6. Clitoral adhesions
Clitoral adhesions are when the preputial skin adheres to the glans clitoris, Krychman said. One common iteration is clitoral phimosis, an anatomical condition in which the hood of the clitoris is too tight or there is no opening for the clitoris glans to protrude.
Lichen sclerosus and lichen planus are inflammatory dermatological conditions of the vulva. Lichen sclerosus can cause a host of symptoms, including severe inflammation, scarring, fibrosis or adhesions in the vulvovaginal area.
8. Nerve damage
Pudendal neuralgia or damage to the pudendal nerve, a major pelvic nerve, most often occurs due to childbirth or gynecological surgery. Strenuous physical activities such as hard bike riding or weightlifting can cause damage. This condition may arise from lumbar disc prolapse or spinal stenosis. Physicians don’t always know the cause.
9. Vulvar intraepithelial neoplasia (VIN)

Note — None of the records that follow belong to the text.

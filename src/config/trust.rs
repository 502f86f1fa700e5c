//! # Trust Configuration
//!
//! Well-known identifiers for the webhook secret and webhook configurations.

use std::time::Duration;
use tracing::warn;

/// Identifies the trust anchor and the webhook registrations that must carry it
///
/// All settings have sensible defaults and can be overridden via environment variables.
#[derive(Debug, Clone, PartialEq, Eq)]
pub struct TrustConfig {
    /// Namespace holding the webhook secret
    pub namespace: String,
    /// Name of the secret generated by the operator
    pub secret_name: String,
    /// Key inside the secret's data holding the CA certificate
    pub ca_key: String,
    /// Name of the operator's MutatingWebhookConfiguration
    pub mutating_configuration_name: String,
    /// Name of the operator's ValidatingWebhookConfiguration
    pub validating_configuration_name: String,
    /// Deadline for one verification pass, never zero
    request_timeout: Duration,
}

impl Default for TrustConfig {
    fn default() -> Self {
        use crate::constants::*;
        Self {
            namespace: DEFAULT_OPERATOR_NAMESPACE.to_string(),
            secret_name: DEFAULT_WEBHOOK_SECRET_NAME.to_string(),
            ca_key: DEFAULT_CA_KEY.to_string(),
            mutating_configuration_name: DEFAULT_MUTATING_WEBHOOK_CONFIGURATION_NAME.to_string(),
            validating_configuration_name: DEFAULT_VALIDATING_WEBHOOK_CONFIGURATION_NAME
                .to_string(),
            request_timeout: Duration::from_secs(DEFAULT_REQUEST_TIMEOUT_SECS),
        }
    }
}

impl TrustConfig {
    /// Load configuration from environment variables with defaults
    pub fn from_env() -> Self {
        use crate::constants::*;
        Self {
            namespace: env_var_or_default("POD_NAMESPACE", DEFAULT_OPERATOR_NAMESPACE.to_string()),
            secret_name: env_var_or_default(
                "WEBHOOK_SECRET_NAME",
                DEFAULT_WEBHOOK_SECRET_NAME.to_string(),
            ),
            ca_key: env_var_or_default("WEBHOOK_CA_KEY", DEFAULT_CA_KEY.to_string()),
            mutating_configuration_name: env_var_or_default(
                "MUTATING_WEBHOOK_CONFIGURATION_NAME",
                DEFAULT_MUTATING_WEBHOOK_CONFIGURATION_NAME.to_string(),
            ),
            validating_configuration_name: env_var_or_default(
                "VALIDATING_WEBHOOK_CONFIGURATION_NAME",
                DEFAULT_VALIDATING_WEBHOOK_CONFIGURATION_NAME.to_string(),
            ),
            request_timeout: non_zero_timeout(Duration::from_secs(env_var_or_default(
                "WEBHOOK_REQUEST_TIMEOUT_SECS",
                DEFAULT_REQUEST_TIMEOUT_SECS,
            ))),
        }
    }

    #[must_use]
    pub fn with_namespace(mut self, namespace: impl Into<String>) -> Self {
        self.namespace = namespace.into();
        self
    }

    #[must_use]
    pub fn with_secret_name(mut self, secret_name: impl Into<String>) -> Self {
        self.secret_name = secret_name.into();
        self
    }

    #[must_use]
    pub fn with_ca_key(mut self, ca_key: impl Into<String>) -> Self {
        self.ca_key = ca_key.into();
        self
    }

    #[must_use]
    pub fn with_mutating_configuration_name(mut self, name: impl Into<String>) -> Self {
        self.mutating_configuration_name = name.into();
        self
    }

    #[must_use]
    pub fn with_validating_configuration_name(mut self, name: impl Into<String>) -> Self {
        self.validating_configuration_name = name.into();
        self
    }

    #[must_use]
    /// A zero timeout falls back to the default
    #[must_use]
    pub fn with_request_timeout(mut self, timeout: Duration) -> Self {
        self.request_timeout = non_zero_timeout(timeout);
        self
    }

    /// Deadline applied by [`crate::verifier::TrustVerifier::verify_ready`]
    pub fn request_timeout(&self) -> Duration {
        self.request_timeout
    }
}

/// A zero deadline would cancel every verification before its first request
fn non_zero_timeout(timeout: Duration) -> Duration {
    if timeout.is_zero() {
        let default = Duration::from_secs(crate::constants::DEFAULT_REQUEST_TIMEOUT_SECS);
        warn!(
            "Request timeout of zero is not usable, using {}s",
            default.as_secs()
        );
        default
    } else {
        timeout
    }
}

/// Read environment variable or return default value
fn env_var_or_default<T: std::str::FromStr>(key: &str, default: T) -> T
where
    <T as std::str::FromStr>::Err: std::fmt::Debug,
{
    std::env::var(key)
        .ok()
        .and_then(|v| v.parse().ok())
        .unwrap_or(default)
}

Abnormal tissue development, or vulvar intraepithelial neoplasia, appears on external genitalia, such as the clitoris and surrounding area. Typically, it's caused by human papillomavirus (HPV) and may appear alongside genital warts. Some people with VIN experience no symptoms, while others experience itching, soreness and painful sex, Lee said.
The bottom line
When you experience pain in your clitoris, you don’t have to grit your teeth and bear it. Speak with a healthcare professional for the correct diagnosis. Some treatment options may be as simple as visiting a physical therapist or changing the type of feminine hygiene products you use.